• DESCRIPTION OF THE TASK:
From the entries below, transcribe exactly the lines between the line holding "self.update(|s| s.loops += 1);" and the line holding "haptics: Option<Box<dyn FnMut(Haptic)", inclusive; skip all other lines.

%%

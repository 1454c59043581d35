//! Render-side adapter.
//!
//! A [`RenderSurface`] binds one descriptor at a time, subscribes to its actor
//! through the coordinator and draws the head of the actor's frame ring into
//! a caller-owned [`Canvas`]. Until the first frame arrives it reports a
//! placeholder with download progress.

use rayon::prelude::*;
use std::sync::{Arc, Mutex};

use common::{Descriptor, EngineError, Rotation, ScaleMode};

use crate::actor::PlaybackHandle;
use crate::context::EngineContext;
use crate::coordinator::{WatchRegistration, Watcher};
use crate::frame_ring::FrameBuffer;
use crate::lock;
use crate::vibration::{Haptic, VibrationTracker};

/// RGBA8 target a surface presents into
#[derive(Debug, Clone)]
pub struct Canvas {
    pub width: u32,
    pub height: u32,
    pub pixels: Vec<u8>,
}

impl Canvas {
    pub fn new(width: u32, height: u32) -> Self {
        Self {
            width,
            height,
            pixels: vec![0; width as usize * height as usize * 4],
        }
    }

    pub fn pixel(&self, x: u32, y: u32) -> [u8; 4] {
        let i = (y as usize * self.width as usize + x as usize) * 4;
        [
            self.pixels[i],
            self.pixels[i + 1],
            self.pixels[i + 2],
            self.pixels[i + 3],
        ]
    }
}

#[derive(Debug, Clone, PartialEq)]
pub enum PresentOutcome {
    /// A new frame was drawn
    Presented { frame_index: u32 },
    /// The head frame was already on the canvas
    Unchanged,
    /// Nothing decoded yet; progress while downloading
    Placeholder { progress: Option<f32> },
    Failed,
}

/// Maps canvas pixels back to frame pixels for one (source, canvas, mode, rotation)
#[derive(Debug, Clone, Copy, PartialEq)]
pub struct FitTransform {
    source: (u32, u32),
    rotated: (u32, u32),
    rotation: Rotation,
    scale_x: f32,
    scale_y: f32,
    offset_x: f32,
    offset_y: f32,
}

impl FitTransform {
    pub fn compute(
        source: (u32, u32),
        target: (u32, u32),
        mode: ScaleMode,
        rotation: Rotation,
    ) -> Self {
        let rotated = if rotation.is_transposed() {
            (source.1, source.0)
        } else {
            source
        };
        let (rw, rh) = (rotated.0.max(1) as f32, rotated.1.max(1) as f32);
        let (tw, th) = (target.0 as f32, target.1 as f32);

        let (scale_x, scale_y) = match mode {
            ScaleMode::Center => (1.0, 1.0),
            ScaleMode::Fit => {
                let s = (tw / rw).min(th / rh);
                (s, s)
            }
            ScaleMode::Fill => {
                let s = (tw / rw).max(th / rh);
                (s, s)
            }
            ScaleMode::Stretch => (tw / rw, th / rh),
        };

        Self {
            source,
            rotated,
            rotation,
            scale_x,
            scale_y,
            offset_x: (tw - rw * scale_x) / 2.0,
            offset_y: (th - rh * scale_y) / 2.0,
        }
    }

    /// Frame pixel shown at canvas pixel (x, y), if any
    pub fn source_pixel(&self, x: u32, y: u32) -> Option<(u32, u32)> {
        let u = ((x as f32 + 0.5 - self.offset_x) / self.scale_x).floor();
        let v = ((y as f32 + 0.5 - self.offset_y) / self.scale_y).floor();
        if u < 0.0 || v < 0.0 || u >= self.rotated.0 as f32 || v >= self.rotated.1 as f32 {
            return None;
        }
        let (u, v) = (u as u32, v as u32);
        let (w, h) = self.source;

        Some(match self.rotation {
            Rotation::None => (u, v),
            Rotation::Cw90 => (v, h - 1 - u),
            Rotation::Cw180 => (w - 1 - u, h - 1 - v),
            Rotation::Cw270 => (w - 1 - v, u),
        })
    }

    pub fn blit(&self, frame: &FrameBuffer, canvas: &mut Canvas) {
        let stride = canvas.width as usize * 4;
        if stride == 0 {
            return;
        }
        let frame_width = frame.width() as usize;
        let pixels = frame.pixels();

        canvas
            .pixels
            .par_chunks_mut(stride)
            .enumerate()
            .for_each(|(y, row)| {
                for (x, out) in row.chunks_exact_mut(4).enumerate() {
                    match self.source_pixel(x as u32, y as u32) {
                        Some((sx, sy)) => {
                            let i = (sy as usize * frame_width + sx as usize) * 4;
                            out.copy_from_slice(&pixels[i..i + 4]);
                        }
                        None => out.fill(0),
                    }
                }
            });
    }
}

#[derive(Default)]
struct SurfaceState {
    handle: Option<PlaybackHandle>,
    progress: Option<f32>,
    failed: Option<EngineError>,
    /// Last frame drawn to the canvas
    last_frame: Option<u32>,
    latest_ready: Option<u32>,
    loops: u64,
    /// Bumped on every re-subscription; callbacks from older ones are dropped
    generation: u64,
}

struct SurfaceWatcher {
    state: Arc<Mutex<SurfaceState>>,
    generation: u64,
}

impl SurfaceWatcher {
    fn update(&self, f: impl FnOnce(&mut SurfaceState)) {
        let mut state = lock!(self.state);
        if state.generation == self.generation {
            f(&mut state);
        }
    }
}

impl Watcher for SurfaceWatcher {
    fn on_progress(&self, fraction: f32) {
        self.update(|s| s.progress = Some(fraction));
    }

    fn on_loaded(&self, handle: PlaybackHandle) {
        self.update(|s| {
            s.handle = Some(handle);
            s.progress = None;
        });
    }

    fn on_frame_ready(&self, frame_index: u32) {
        self.update(|s| s.latest_ready = Some(frame_index));
    }

    fn on_loop_boundary(&self) {
        self.update(|s| s.loops += 1);
    }

    fn on_failed(&self, error: &EngineError) {
        self.update(|s| {
            s.handle = None;
            s.failed = Some(error.clone());
        });
    }
}

pub struct RenderSurface {
    ctx: Arc<EngineContext>,
    state: Arc<Mutex<SurfaceState>>,
    descriptor: Option<Descriptor>,
    registration: Option<WatchRegistration>,
    scale_mode: ScaleMode,
    rotation: Rotation,
    transform: Option<(u32, u32, u32, u32, FitTransform)>,
    presented_sequence: Option<u64>,
    vibration: VibrationTracker,
    haptics: Option<Box<dyn FnMut(Haptic) + Send>>,
    /// Frame to resume from after a detach tore the actor down
    resume_hint: Option<u32>,
}

impl RenderSurface {
    pub(crate) fn new(ctx: Arc<EngineContext>) -> Self {
        Self {
            ctx,
            state: Arc::new(Mutex::new(SurfaceState::default())),
            descriptor: None,
            registration: None,
            scale_mode: ScaleMode::default(),
            rotation: Rotation::default(),
            transform: None,
            presented_sequence: None,
            vibration: VibrationTracker::default(),
            haptics: None,
            resume_hint: None,
        }
    }

    /// Bind `descriptor`. A different identity detaches from the previous
    /// item and starts over with a placeholder.
    pub fn request_file(&mut self, descriptor: Descriptor) {
        if let Some(current) = &self.descriptor {
            if current.key() == descriptor.key() {
                if let Some(handle) = &lock!(self.state).handle {
                    handle.set_runtime(*descriptor.runtime());
                }
                self.descriptor = Some(descriptor);
                return;
            }
        }

        self.detach();
        self.reset();
        self.descriptor = Some(descriptor);
        self.attach();
    }

    fn reset(&mut self) {
        let mut state = lock!(self.state);
        let generation = state.generation + 1;
        *state = SurfaceState {
            generation,
            ..Default::default()
        };
        drop(state);

        self.transform = None;
        self.presented_sequence = None;
        self.resume_hint = None;
        self.vibration.reset();
    }

    /// Subscribe to the bound descriptor. No-op when already attached.
    pub fn attach(&mut self) {
        if self.registration.is_some() {
            return;
        }
        let Some(descriptor) = self.descriptor.clone() else {
            return;
        };

        let generation = {
            let mut state = lock!(self.state);
            state.generation += 1;
            state.handle = None;
            state.failed = None;
            state.generation
        };
        self.presented_sequence = None;

        let watcher = Arc::new(SurfaceWatcher {
            state: Arc::clone(&self.state),
            generation,
        });
        self.registration = Some(self.ctx.watch(descriptor, watcher, self.resume_hint));
    }

    /// Drop the subscription but keep the descriptor for a later `attach`
    pub fn detach(&mut self) {
        let Some(registration) = self.registration.take() else {
            return;
        };
        let mut state = lock!(self.state);
        self.resume_hint = state.last_frame;
        state.generation += 1;
        state.handle = None;
        drop(state);
        drop(registration);
    }

    pub fn is_attached(&self) -> bool {
        self.registration.is_some()
    }

    pub fn descriptor(&self) -> Option<&Descriptor> {
        self.descriptor.as_ref()
    }

    pub fn set_scale_mode(&mut self, mode: ScaleMode) {
        if self.scale_mode != mode {
            self.scale_mode = mode;
            self.transform = None;
            self.presented_sequence = None;
        }
    }

    pub fn set_rotation(&mut self, rotation: Rotation) {
        if self.rotation != rotation {
            self.rotation = rotation;
            self.transform = None;
            self.presented_sequence = None;
        }
    }

    /// Receive haptic events for vector items carrying a vibration pattern
    pub fn on_haptic(&mut self, f: impl FnMut(Haptic) + Send + 'static) {
        self.haptics = Some(Box::new(f));
    }

    pub fn handle(&self) -> Option<PlaybackHandle> {
        lock!(self.state).handle.clone()
    }

    pub fn is_loaded(&self) -> bool {
        lock!(self.state).handle.is_some()
    }

    pub fn progress(&self) -> Option<f32> {
        lock!(self.state).progress
    }

    pub fn failure(&self) -> Option<EngineError> {
        lock!(self.state).failed.clone()
    }

    pub fn last_frame(&self) -> Option<u32> {
        lock!(self.state).last_frame
    }

    /// Newest frame the actor reported decoded
    pub fn latest_ready_frame(&self) -> Option<u32> {
        lock!(self.state).latest_ready
    }

    pub fn loop_count(&self) -> u64 {
        lock!(self.state).loops
    }

    pub fn has_looped(&self) -> bool {
        self.handle().is_some_and(|h| h.has_looped())
    }

    pub fn resume(&self) {
        if let Some(handle) = self.handle() {
            handle.resume();
        }
    }

    pub fn seek_to_start(&self) {
        if let Some(handle) = self.handle() {
            handle.seek_to_start();
        }
    }

    fn transform_for(&mut self, source: (u32, u32), target: (u32, u32)) -> FitTransform {
        if let Some((sw, sh, tw, th, transform)) = self.transform {
            if (sw, sh) == source && (tw, th) == target {
                return transform;
            }
        }
        let transform = FitTransform::compute(source, target, self.scale_mode, self.rotation);
        self.transform = Some((source.0, source.1, target.0, target.1, transform));
        transform
    }

    /// Draw the current frame. Retires the previous head first so the
    /// actor can decode ahead.
    pub fn present(&mut self, canvas: &mut Canvas) -> PresentOutcome {
        let (handle, failed, progress) = {
            let state = lock!(self.state);
            (state.handle.clone(), state.failed.is_some(), state.progress)
        };
        if failed {
            return PresentOutcome::Failed;
        }
        let Some(handle) = handle else {
            return PresentOutcome::Placeholder { progress };
        };

        if let Some(retired) = handle.apply_next() {
            self.vibrate(&handle, retired);
        }

        let transform = self.transform_for(handle.dimensions(), (canvas.width, canvas.height));
        let last = self.presented_sequence;
        let drawn = handle.with_head(|frame| {
            if last == Some(frame.sequence()) {
                return None;
            }
            transform.blit(frame, canvas);
            Some((frame.sequence(), frame.frame_index()))
        });

        match drawn {
            Some(Some((sequence, frame_index))) => {
                self.presented_sequence = Some(sequence);
                lock!(self.state).last_frame = Some(frame_index);
                PresentOutcome::Presented { frame_index }
            }
            Some(None) => PresentOutcome::Unchanged,
            None => PresentOutcome::Placeholder { progress },
        }
    }

    fn vibrate(&mut self, handle: &PlaybackHandle, retired: u32) {
        let frame_rate = handle.frame_rate();
        if frame_rate == 0 {
            return;
        }
        let Some(pattern) = handle.runtime().vibration else {
            return;
        };
        if let Some(haptic) = self.vibration.on_frame_retired(pattern, retired, frame_rate) {
            log::trace!("Haptic {:?} at frame {}", haptic, retired);
            if let Some(haptics) = self.haptics.as_mut() {
                haptics(haptic);
            }
        }
    }
}

impl Drop for RenderSurface {
    fn drop(&mut self) {
        self.detach();
    }
}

%%

• REPLY:
        self.update(|s| s.loops += 1);
    }

    fn on_failed(&self, error: &EngineError) {
        self.update(|s| {
            s.handle = None;
            s.failed = Some(error.clone());
        });
    }
}

pub struct RenderSurface {
    ctx: Arc<EngineContext>,
    state: Arc<Mutex<SurfaceState>>,
    descriptor: Option<Descriptor>,
    registration: Option<WatchRegistration>,
    scale_mode: ScaleMode,
    rotation: Rotation,
    transform: Option<(u32, u32, u32, u32, FitTransform)>,
    presented_sequence: Option<u64>,
    vibration: VibrationTracker,
    haptics: Option<Box<dyn FnMut(Haptic) + Send>>,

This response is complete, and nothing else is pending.